Another major risk factor that seems to be associated with 30-day and in-hospital mortality of patients with IABP is the age of the patient. Most studies have already found that older patients have higher mortality rates. These incidents are not surprising because the number of older patients is growing, and they have more coexisting diseases (such as chronic kidney injury, peripheral vascular disease and others), which affect outcomes of critically ill patients, particularly cardiac surgery patients (independent of the need for IABP-support).(12,13) More specifically, a study in 2016 with 522 patients found that age above 70 years was an independent risk factor for mortality within 30 days.(12) In addition, in 2015, another working group of 572 patients concluded that patients older than 65 years undergoing IABP support had higher in-hospital mortality rates in comparison to younger patients.(14)In the same direction, two studies in 2015 and 2016 included advanced age as one of the most important predictors of in-hospital mortality and adverse long term prognosis.(15,16)Finally, a study with 134 elderly patients showed that patients > 80 years had higher mortality rates than those < 80 years after IABP placement.(17) After multivariate analysis in our study, we showed that age of the patients was a risk factor for survival after IABP insertion (p = 0.009). Of note, the number of older patients with comorbidities undergoing cardiac surgery operations has increased in recent years, and this directly affects outcomes of patients who have received IABP.

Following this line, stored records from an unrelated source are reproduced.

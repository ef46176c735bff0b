pub mod api;
pub mod client;
pub mod error;

pub use api::FeedApi;
pub use client::ApiClient;
pub use error::ClientError;
//! Integration tests for the `nf` binary

#![allow(deprecated)]

use assert_cmd::{assert::OutputAssertExt, cargo::CommandCargoExt};
use predicates::prelude::*;
use std::process::Command;
use tempfile::TempDir;

use nf_testkit::MockBackend;

fn nf(store: &TempDir) -> Command {
    let mut cmd = Command::cargo_bin("nf").unwrap();
    cmd.env("NF_STORE_PATH", store.path().join("nf.db"))
        .env_remove("NF_API_URL")
        .env_remove("RUST_LOG");
    cmd
}

#[test]
fn test_help_lists_commands() {
    let tmp = TempDir::new().unwrap();
    nf(&tmp)
        .arg("--help")
        .assert()
        .success()
        .stdout(predicate::str::contains("feed"))
        .stdout(predicate::str::contains("follow"));
}

#[test]
fn test_feed_without_login_is_redirected() {
    let tmp = TempDir::new().unwrap();
    nf(&tmp)
        .arg("feed")
        .assert()
        .failure()
        .stderr(predicate::str::contains("Not signed in. Run `nf login"));
}

#[test]
fn test_post_and_follow_without_login_are_redirected() {
    let tmp = TempDir::new().unwrap();
    nf(&tmp)
        .args(["post", "hello"])
        .assert()
        .failure()
        .stderr(predicate::str::contains("Not signed in"));
    nf(&tmp)
        .args(["follow", "2"])
        .assert()
        .failure()
        .stderr(predicate::str::contains("Not signed in"));
}

#[test]
fn test_whoami_signed_out() {
    let tmp = TempDir::new().unwrap();
    nf(&tmp)
        .arg("whoami")
        .assert()
        .success()
        .stdout(predicate::str::contains("Not signed in."));
}

#[test]
fn test_register_rejects_short_password_locally() {
    let tmp = TempDir::new().unwrap();
    nf(&tmp)
        .args(["register", "alice", "123", "--api-url", "http://127.0.0.1:9"])
        .assert()
        .failure()
        .stderr(predicate::str::contains("Password must be at least 6 characters"));
}

#[test]
fn test_network_commands_need_api_url() {
    let tmp = TempDir::new().unwrap();
    nf(&tmp)
        .args(["login", "alice", "secret1"])
        .assert()
        .failure()
        .stderr(predicate::str::contains("No API URL configured"));
}

#[test]
fn test_full_session_against_mock_backend() {
    let rt = tokio::runtime::Runtime::new().unwrap();
    let backend = rt.block_on(MockBackend::spawn()).unwrap();
    let bob = backend.seed_user("bob", "secret1");
    for i in 0..3 {
        backend.seed_post(bob, &format!("bob says {}", i), &format!("2024-03-01T10:0{}:00Z", i));
    }
    let url = backend.base_url.clone();
    let tmp = TempDir::new().unwrap();

    nf(&tmp)
        .args(["register", "alice", "secret1", "--api-url", &url])
        .assert()
        .success()
        .stdout(predicate::str::contains("Welcome, alice!"));

    // username is not persisted between runs
    nf(&tmp)
        .arg("whoami")
        .assert()
        .success()
        .stdout(predicate::str::diff("Signed in.\n"));

    nf(&tmp)
        .args(["follow", &bob.to_string(), "--api-url", &url])
        .assert()
        .success()
        .stdout(predicate::str::contains(format!("Successfully followed User #{}", bob)));
    assert!(backend.is_following(2, bob));

    nf(&tmp)
        .args(["follow", "abc", "--api-url", &url])
        .assert()
        .failure()
        .stderr(predicate::str::contains("Please enter a valid User ID"));

    nf(&tmp)
        .args(["post", "   ", "--api-url", &url])
        .assert()
        .failure()
        .stderr(predicate::str::contains("Post cannot be empty"));

    nf(&tmp)
        .args(["feed", "--json", "--api-url", &url])
        .assert()
        .success()
        .stdout(predicate::str::contains("\"content\": \"bob says 2\""))
        .stdout(predicate::str::contains("\"authorId\""));

    nf(&tmp)
        .args(["feed", "--pages", "3", "--api-url", &url])
        .assert()
        .success()
        .stdout(predicate::str::starts_with("NewsFeed | [Feed] | People | Logout\n"))
        .stdout(predicate::str::contains(format!("User #{} ·", bob)))
        .stdout(predicate::str::contains("You've reached the end."));

    nf(&tmp).arg("logout").assert().success();
    nf(&tmp)
        .args(["feed", "--api-url", &url])
        .assert()
        .failure()
        .stderr(predicate::str::contains("Not signed in"));
}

Currently, little data have been published about the types of cardiac operations (with IABP placement) as risk factors for 30-day and in-hospital mortality. In our study, we compared the mortality rates between isolated CABG, combined or valve replacement surgical procedures. In 2016, a study with 522 patients suggested that CABG combined with valve surgery should be identified as an independent risk factor for 30-day mortality. Among those who had that type of surgery, 47.5% died within 30 days; among those who did not have such a procedure, the mortality rate was 26.3%.(12) In 2010, another study with 136 patients requiring an IABP concluded that the “operation-specific” mortality was higher in the heart valve surgery population. More specifically, the mortality rates were 21.2%, 50% and 64.3% among those who had isolated CABG, CABG and valve surgery and isolated valve surgery, respectively.(18) In our study, after multiadjusted logistic regression analysis, we found that isolated CABG was a risk factor for 30-day mortality (p = 0.001), and it was possible that most of these patients underwent an emergency CABG operation.

Limitations of the study

This study included a small number of patients from a single department. Furthermore, the number of patients who received IABP preoperatively (compared with intraoperative) was too small to make safe conclusions. Long-term follow-up is required to demonstrate the potential benefits of preoperative or intraoperative IABP insertion in cardiac surgery patients who are already at high preoperative and intraoperative risk.


Overall, 30-day mortality is substantial in patients needing intra-aortic balloon pump insertion in the pre- or intraoperative periods of cardiac surgery. Preoperative insertion of an intra-aortic balloon pump was not associated with lower 30-day mortality or lower length of postoperative hospital stay compared to intraoperative insertion after adjusting for potential confounders.